I don’t care what that half-baked teacher tells you about the woods. They’re not safe, Terry. And the only thing you’ll see there are the same trees and flowers and bushes and weeds we’ve got in the backyard, which by the way I told you to clean up, so you better get to it before the end of tomorrow. Get out and work some of that fat off. Be good for you. You go in the woods and you’ll come back with poison ivy all over you. Remember what it was like when you and that Winslow kid decided to go stomping off across Whitaker’s field to his pond for a swim last summer? Your eyes were swollen shut for two weeks. Goddamn kid. Should be playing ball. What kind of a shit teaches twelve-year-olds that kind of shit anyway? And don’t forget what I said about the yard. You do what I say because I’m your …

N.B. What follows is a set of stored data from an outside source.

//! projboard Command Line Interface.
//!
//! Shared pieces of the `projboard` binary: configuration, output
//! formatting and the application context tying them together.

pub mod config;
pub mod output;

pub use config::*;
pub use output::*;

use std::path::PathBuf;

use crate::view::render::DashboardRenderer;

// ═══════════════════════════════════════════════════════════════════════════════
// CLI APPLICATION
// ═══════════════════════════════════════════════════════════════════════════════

/// CLI Application state
#[derive(Debug)]
pub struct CliApp {
    /// Configuration
    config: CliConfig,
    /// Output formatter
    output: OutputFormatter,
    /// Verbose mode
    verbose: bool,
}

impl CliApp {
    /// Create new CLI application
    pub fn new(config: CliConfig) -> Self {
        let output = OutputFormatter::default().with_color(config.color);
        Self {
            config,
            output,
            verbose: false,
        }
    }

    /// Load configuration from `path` (or the default location) and apply
    /// environment overrides
    pub fn load(path: Option<PathBuf>) -> CliResult<Self> {
        let path = path.unwrap_or_else(CliConfig::default_path);
        let config = CliConfig::load_or_default(&path)?.with_env();
        config.validate()?;
        Ok(Self::new(config))
    }

    /// Enable verbose output
    pub fn with_verbose(mut self, verbose: bool) -> Self {
        self.verbose = verbose;
        self
    }

    /// Set output format
    pub fn with_format(mut self, format: OutputFormat) -> Self {
        self.output = OutputFormatter::new(format).with_color(self.config.color);
        self
    }

    /// Override the server URL
    pub fn with_api_url(mut self, url: impl Into<String>) -> Self {
        self.config.api_url = url.into();
        self
    }

    /// Turn colored output off
    pub fn without_color(mut self) -> Self {
        self.config.color = false;
        self.output = self.output.with_color(false);
        self
    }

    /// Get configuration
    pub fn config(&self) -> &CliConfig {
        &self.config
    }

    /// Get output formatter
    pub fn output(&self) -> &OutputFormatter {
        &self.output
    }

    /// Check if verbose
    pub fn is_verbose(&self) -> bool {
        self.verbose
    }

    /// Dashboard renderer honoring the color setting
    pub fn renderer(&self) -> DashboardRenderer {
        DashboardRenderer::new(self.config.color)
    }

    /// HTTP client for the configured server
    #[cfg(feature = "http-client")]
    pub fn api_client(&self) -> CliResult<crate::client::ApiClient> {
        let http = crate::client::HttpClientConfig {
            timeout_ms: self.config.timeout_secs.saturating_mul(1000),
            ..Default::default()
        };
        crate::client::ApiClient::new(self.config.api_url.clone(), http)
            .map_err(|e| CliError::Config(e.to_string()))
    }
}

impl Default for CliApp {
    fn default() -> Self {
        Self::new(CliConfig::default())
    }
}

// ═══════════════════════════════════════════════════════════════════════════════
// CLI RESULT
// ═══════════════════════════════════════════════════════════════════════════════

/// CLI Error types
#[derive(Debug, Clone)]
pub enum CliError {
    /// Configuration error
    Config(String),
    /// Connection error
    Connection(String),
    /// Server rejected the request
    Rejected(String),
    /// Invalid argument
    InvalidArgument(String),
    /// IO error
    Io(String),
    /// Any other command failure
    Execution(String),
}

impl CliError {
    /// Classify an error surfaced by a command handler
    pub fn from_anyhow(err: anyhow::Error) -> Self {
        let err = match err.downcast::<crate::error::Error>() {
            Ok(err) => return err.into(),
            Err(err) => err,
        };
        let err = match err.downcast::<CliError>() {
            Ok(err) => return err,
            Err(err) => err,
        };
        match err.downcast::<ConfigError>() {
            Ok(err) => err.into(),
            Err(err) => CliError::Execution(format!("{:#}", err)),
        }
    }
}

impl std::fmt::Display for CliError {
    fn fmt(&self, f: &mut std::fmt::Formatter<'_>) -> std::fmt::Result {
        match self {
            CliError::Config(msg) => write!(f, "Configuration error: {}", msg),
            CliError::Connection(msg) => write!(f, "Connection error: {}", msg),
            CliError::Rejected(msg) => write!(f, "Request rejected: {}", msg),
            CliError::InvalidArgument(msg) => write!(f, "Invalid argument: {}", msg),
            CliError::Io(msg) => write!(f, "IO error: {}", msg),
            CliError::Execution(msg) => write!(f, "{}", msg),
        }
    }
}

impl std::error::Error for CliError {}

impl From<ConfigError> for CliError {
    fn from(err: ConfigError) -> Self {
        match err {
            ConfigError::Io(msg) => CliError::Io(msg),
            other => CliError::Config(other.to_string()),
        }
    }
}

impl From<crate::error::Error> for CliError {
    fn from(err: crate::error::Error) -> Self {
        use crate::error::Error;

        match err {
            Error::Http(msg) => CliError::Connection(msg),
            Error::Io(msg) => CliError::Io(msg),
            Error::MissingField(_) | Error::InvalidParameter { .. } => {
                CliError::InvalidArgument(err.to_string())
            }
            other => CliError::Rejected(other.to_string()),
        }
    }
}

/// CLI Result type
pub type CliResult<T> = std::result::Result<T, CliError>;

// ═══════════════════════════════════════════════════════════════════════════════
// TESTS
// ═══════════════════════════════════════════════════════════════════════════════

Father hadn’t always talked in shouts. The new voice started when he lost his seat in the House, which, if Terry remembered right, came to pass just after mommy started disappearing and coming back again.
Terry felt something sharp and cold, like an icicle, tracing its way slowly across his naked stomach. Then came a warm, burning wetness. Was it pee? Was he wetting the bed yet again? No. Pee would ooze between his legs to his backside and soak into the sheets. It wouldn’t flow down both sides of his rib cage.

Writing the novel was a great journey but admittedly, getting it in proper ebook form was the proverbial labor sans love. But I learned a lot and soon, I’ll be at it again.